If you have been arrested and charged with PC 422 you are dealing with a serious charge which will be decided by the credibility of the defendant and the alleged victim.  PC 422 was originally established to help stop witness intimidation usually in gang related cases.  Now it is being used for idle threats which occur in everyday life. THE LAW OFFICES OF CASTILLO & ASSOCIATES has been sucessful in defending clients on criminal threat charges. If you or a loved one has been arrested and charged with criminal threats, contact our office so that Mr. Castillo can use is experience, and novel legal defenses to help defend you.

The Elements of the Crime of Criminal Threats

1. The defendant willfully threatened to unlawfully kill or unlawfully inflict great bodily injury on another person;
2. The defendant made the threat orally or in writing or by electronic communication device;
3. The defendant intended that the statement be understood as a threat and intended that it be received by the other person;
4. The threat was so clear, immediate, unconditional, and specific that it communicated to the other person a serious intention and the immediate prospect that the threat would be carried out;
5. The threat actually caused the other person to be in sustained fear for her or his own safety or for the safety of her or his immediate family;
AND
6. The other person’s fear was reasonable under the circumstances.

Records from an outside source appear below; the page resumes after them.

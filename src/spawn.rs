//! Direct (shell-less) process execution from an argument vector.
//!
//! Nothing here is interpreted: no globbing, no word splitting, no path
//! search. The first element of the argument vector must be the absolute
//! path of the executable, and the remaining elements are passed to it
//! untouched. Fork-then-replace-image is modeled as a single atomic spawn,
//! so a missing or non-executable program surfaces as a spawn error in the
//! parent instead of a sentinel exit inside the child.

use crate::error::{ExecError, ExitOutcome};
use std::fs::{File, OpenOptions};
use std::path::Path;
use std::process::{Command, Stdio};

/// Spawns the executable at `argv[0]` with `argv[1..]` as its arguments and
/// blocks until the child terminates.
///
/// Standard streams are inherited from the caller. Exactly one child is
/// outstanding for the duration of the call, and it is always reaped before
/// this function returns.
///
/// # Errors
///
/// - [`ExecError::EmptyCommand`] if `argv` is empty.
/// - [`ExecError::ProgramNotAbsolute`] if `argv[0]` is not an absolute path;
///   supplying one is a deliberate contract, not an oversight.
/// - [`ExecError::SpawnFailed`] if the child could not be created or the
///   executable could not be launched.
/// - [`ExecError::WaitFailed`] if waiting on the child failed.
/// - [`ExecError::CommandFailed`] if the child exited with a non-zero code.
/// - [`ExecError::AbnormalTermination`] if the child was killed by a signal.
pub fn execute_direct(argv: &[String]) -> Result<(), ExecError> {
    let (program, args) = split_argv(argv)?;
    run_to_completion(Command::new(program).args(args), program)
}

/// Like [`execute_direct`], but the child's standard output is redirected to
/// the file at `output_path` before the child starts.
///
/// The file is created if absent and truncated if present, with permission
/// bits 0644 on Unix, so repeated calls overwrite rather than append. The
/// handle is owned by the child alone; the parent keeps no copy and the
/// child's standard error still goes wherever the caller's does. If the file
/// cannot be opened, no child is spawned at all.
///
/// # Errors
///
/// [`ExecError::OutputRedirectFailed`] if the output file cannot be opened;
/// otherwise identical to [`execute_direct`].
pub fn execute_with_output_redirect(output_path: &Path, argv: &[String]) -> Result<(), ExecError> {
    let (program, args) = split_argv(argv)?;

    let output = open_output_file(output_path).map_err(|source| ExecError::OutputRedirectFailed {
        path: output_path.to_path_buf(),
        source,
    })?;
    log::debug!(
        "Redirecting child stdout to '{}' for '{}'",
        output_path.display(),
        program
    );

    run_to_completion(
        Command::new(program).args(args).stdout(Stdio::from(output)),
        program,
    )
}

/// Validates the argument vector and splits it into program and arguments.
fn split_argv(argv: &[String]) -> Result<(&String, &[String]), ExecError> {
    let (program, args) = argv.split_first().ok_or(ExecError::EmptyCommand)?;
    if !Path::new(program).is_absolute() {
        return Err(ExecError::ProgramNotAbsolute(program.clone()));
    }
    Ok((program, args))
}

/// Opens the redirection target: create if absent, truncate if present,
/// owner read/write and group/other read.
fn open_output_file(path: &Path) -> std::io::Result<File> {
    let mut options = OpenOptions::new();
    options.write(true).create(true).truncate(true);
    #[cfg(unix)]
    {
        use std::os::unix::fs::OpenOptionsExt;
        options.mode(0o644);
    }
    options.open(path)
}

/// Spawns the configured command, waits for the child, and classifies its
/// outcome. The child is reaped on every path out of this function.
fn run_to_completion(command: &mut Command, program: &str) -> Result<(), ExecError> {
    let mut child = command.spawn().map_err(|source| ExecError::SpawnFailed {
        program: program.to_string(),
        source,
    })?;
    log::debug!("Spawned '{}' (PID: {})", program, child.id());

    let status = child.wait().map_err(ExecError::WaitFailed)?;
    let outcome = ExitOutcome::classify(status);
    log::debug!("Child '{}' finished: {:?}", program, outcome);
    outcome.into_result()
}

#[cfg(test)]
mod tests {
    use super::*;
    use std::fs;

    // --- Helper to create a Vec<String> from &str slices ---
    fn to_argv(parts: &[&str]) -> Vec<String> {
        parts.iter().map(|s| s.to_string()).collect()
    }

    #[test]
    fn empty_argv_is_a_caller_error() {
        assert!(matches!(
            execute_direct(&[]),
            Err(ExecError::EmptyCommand)
        ));
        assert!(matches!(
            execute_with_output_redirect(Path::new("out.txt"), &[]),
            Err(ExecError::EmptyCommand)
        ));
    }

    #[test]
    fn relative_program_paths_are_rejected() {
        let err = execute_direct(&to_argv(&["true"])).unwrap_err();
        assert!(matches!(err, ExecError::ProgramNotAbsolute(ref p) if p == "true"));
    }

    #[cfg(unix)]
    #[test]
    fn zero_exit_reports_success() {
        assert!(execute_direct(&to_argv(&["/bin/true"])).is_ok());
        assert!(execute_direct(&to_argv(&["/usr/bin/test", "-d", "/"])).is_ok());
    }

    #[cfg(unix)]
    #[test]
    fn non_zero_exit_code_is_preserved() {
        assert!(matches!(
            execute_direct(&to_argv(&["/bin/false"])),
            Err(ExecError::CommandFailed(1))
        ));
        assert!(matches!(
            execute_direct(&to_argv(&["/bin/sh", "-c", "exit 42"])),
            Err(ExecError::CommandFailed(42))
        ));
    }

    #[cfg(unix)]
    #[test]
    fn missing_executable_fails_without_hanging() {
        assert!(matches!(
            execute_direct(&to_argv(&["/bin/does-not-exist"])),
            Err(ExecError::SpawnFailed { .. })
        ));
    }

    #[cfg(unix)]
    #[test]
    fn redirect_captures_exactly_the_child_stdout() {
        let dir = tempfile::tempdir().unwrap();
        let out = dir.path().join("out.txt");
        execute_with_output_redirect(&out, &to_argv(&["/bin/echo", "hello"])).unwrap();
        assert_eq!(fs::read_to_string(&out).unwrap(), "hello\n");
    }

    #[cfg(unix)]
    #[test]
    fn redirect_truncates_on_reuse() {
        let dir = tempfile::tempdir().unwrap();
        let out = dir.path().join("out.txt");
        execute_with_output_redirect(&out, &to_argv(&["/bin/echo", "a much longer first line"]))
            .unwrap();
        execute_with_output_redirect(&out, &to_argv(&["/bin/echo", "short"])).unwrap();
        assert_eq!(fs::read_to_string(&out).unwrap(), "short\n");
    }

    #[cfg(unix)]
    #[test]
    fn redirect_leaves_stderr_untouched() {
        let dir = tempfile::tempdir().unwrap();
        let out = dir.path().join("out.txt");
        execute_with_output_redirect(
            &out,
            &to_argv(&["/bin/sh", "-c", "echo to-stdout; echo to-stderr 1>&2"]),
        )
        .unwrap();
        assert_eq!(fs::read_to_string(&out).unwrap(), "to-stdout\n");
    }

    #[cfg(unix)]
    #[test]
    fn redirect_creates_a_plain_rw_file() {
        use std::os::unix::fs::PermissionsExt;
        let dir = tempfile::tempdir().unwrap();
        let out = dir.path().join("out.txt");
        execute_with_output_redirect(&out, &to_argv(&["/bin/true"])).unwrap();
        // 0644 requested at open; the umask may clear group/other bits.
        let mode = fs::metadata(&out).unwrap().permissions().mode();
        assert_eq!(mode & 0o600, 0o600);
        assert_eq!(mode & 0o111, 0);
    }

    #[cfg(unix)]
    #[test]
    fn unopenable_output_file_prevents_the_spawn() {
        let dir = tempfile::tempdir().unwrap();
        let out = dir.path().join("missing-subdir").join("out.txt");
        assert!(matches!(
            execute_with_output_redirect(&out, &to_argv(&["/bin/echo", "hello"])),
            Err(ExecError::OutputRedirectFailed { .. })
        ));
    }

    #[cfg(unix)]
    #[test]
    fn failing_child_still_writes_what_it_printed() {
        let dir = tempfile::tempdir().unwrap();
        let out = dir.path().join("out.txt");
        let result = execute_with_output_redirect(
            &out,
            &to_argv(&["/bin/sh", "-c", "echo partial; exit 7"]),
        );
        assert!(matches!(result, Err(ExecError::CommandFailed(7))));
        assert_eq!(fs::read_to_string(&out).unwrap(), "partial\n");
    }
}
//! The error taxonomy shared by all execution operations, plus the
//! classification of a reaped child's exit status.

use std::path::PathBuf;
use std::process::ExitStatus;
use thiserror::Error;

/// Every way an execution call can fail, one variant per distinct cause.
///
/// All errors are terminal for the call that raised them; there is no retry
/// policy here. The caller decides whether to retry and whether to surface
/// the failure to an end user.
#[derive(Error, Debug)]
pub enum ExecError {
    #[error("No command specified to run.")]
    EmptyCommand,
    #[error("Program path '{0}' is not absolute; no path search is performed.")]
    ProgramNotAbsolute(String),
    #[error("The platform shell is unavailable.")]
    ShellUnavailable,
    #[error("The shell could not be launched: {0}")]
    LaunchFailed(#[source] std::io::Error),
    #[error("Process '{program}' could not be spawned: {source}")]
    SpawnFailed {
        program: String,
        #[source]
        source: std::io::Error,
    },
    #[error("Failed while waiting for the child process: {0}")]
    WaitFailed(#[source] std::io::Error),
    #[error("Command exited with non-zero status {0}.")]
    CommandFailed(i32),
    #[error("Child process terminated abnormally: {0}")]
    AbnormalTermination(String),
    #[error("Could not open output file '{path}' for redirection: {source}")]
    OutputRedirectFailed {
        path: PathBuf,
        #[source]
        source: std::io::Error,
    },
}

/// How a completed child process terminated.
///
/// Only two terminal states are modeled: a normal exit with a code, or an
/// abnormal termination (signal, crash). Stopped/suspended children are not
/// tracked; callers always wait for full termination.
#[derive(Debug, Clone, PartialEq, Eq)]
pub enum ExitOutcome {
    /// The child exited normally with the given status code.
    Exited(i32),
    /// The child was terminated abnormally; the payload is the OS's
    /// description of the status (on Unix this names the signal).
    Abnormal(String),
}

impl ExitOutcome {
    /// Classifies a reaped child's [`ExitStatus`].
    pub fn classify(status: ExitStatus) -> Self {
        match status.code() {
            Some(code) => Self::Exited(code),
            None => Self::Abnormal(status.to_string()),
        }
    }

    /// Maps this outcome to the call's result: only a clean zero exit is
    /// success.
    pub fn into_result(self) -> Result<(), ExecError> {
        match self {
            Self::Exited(0) => Ok(()),
            Self::Exited(code) => Err(ExecError::CommandFailed(code)),
            Self::Abnormal(status) => Err(ExecError::AbnormalTermination(status)),
        }
    }
}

    • Someone commits an act willfully when he or she does it willingly or on purpose.
    • In deciding whether a threat was sufficiently clear, immediate, unconditional, and specific, consider the words themselves, as well as the surrounding circumstances.
    • Someone who intends that a statement be understood as a threat does not have to actually intend to carry out the threatened act (or intend to have someone else do so).
    • Great bodily injury means significant or substantial physical injury. It is an injury that is greater than minor or moderate harm.
    • Sustained fear means fear for a period of time that is more than momentary, fleeting, or transitory.
    • If a threat is intended to and does induce a sustained fear, the person making the threat need not know whether the threat was actually received.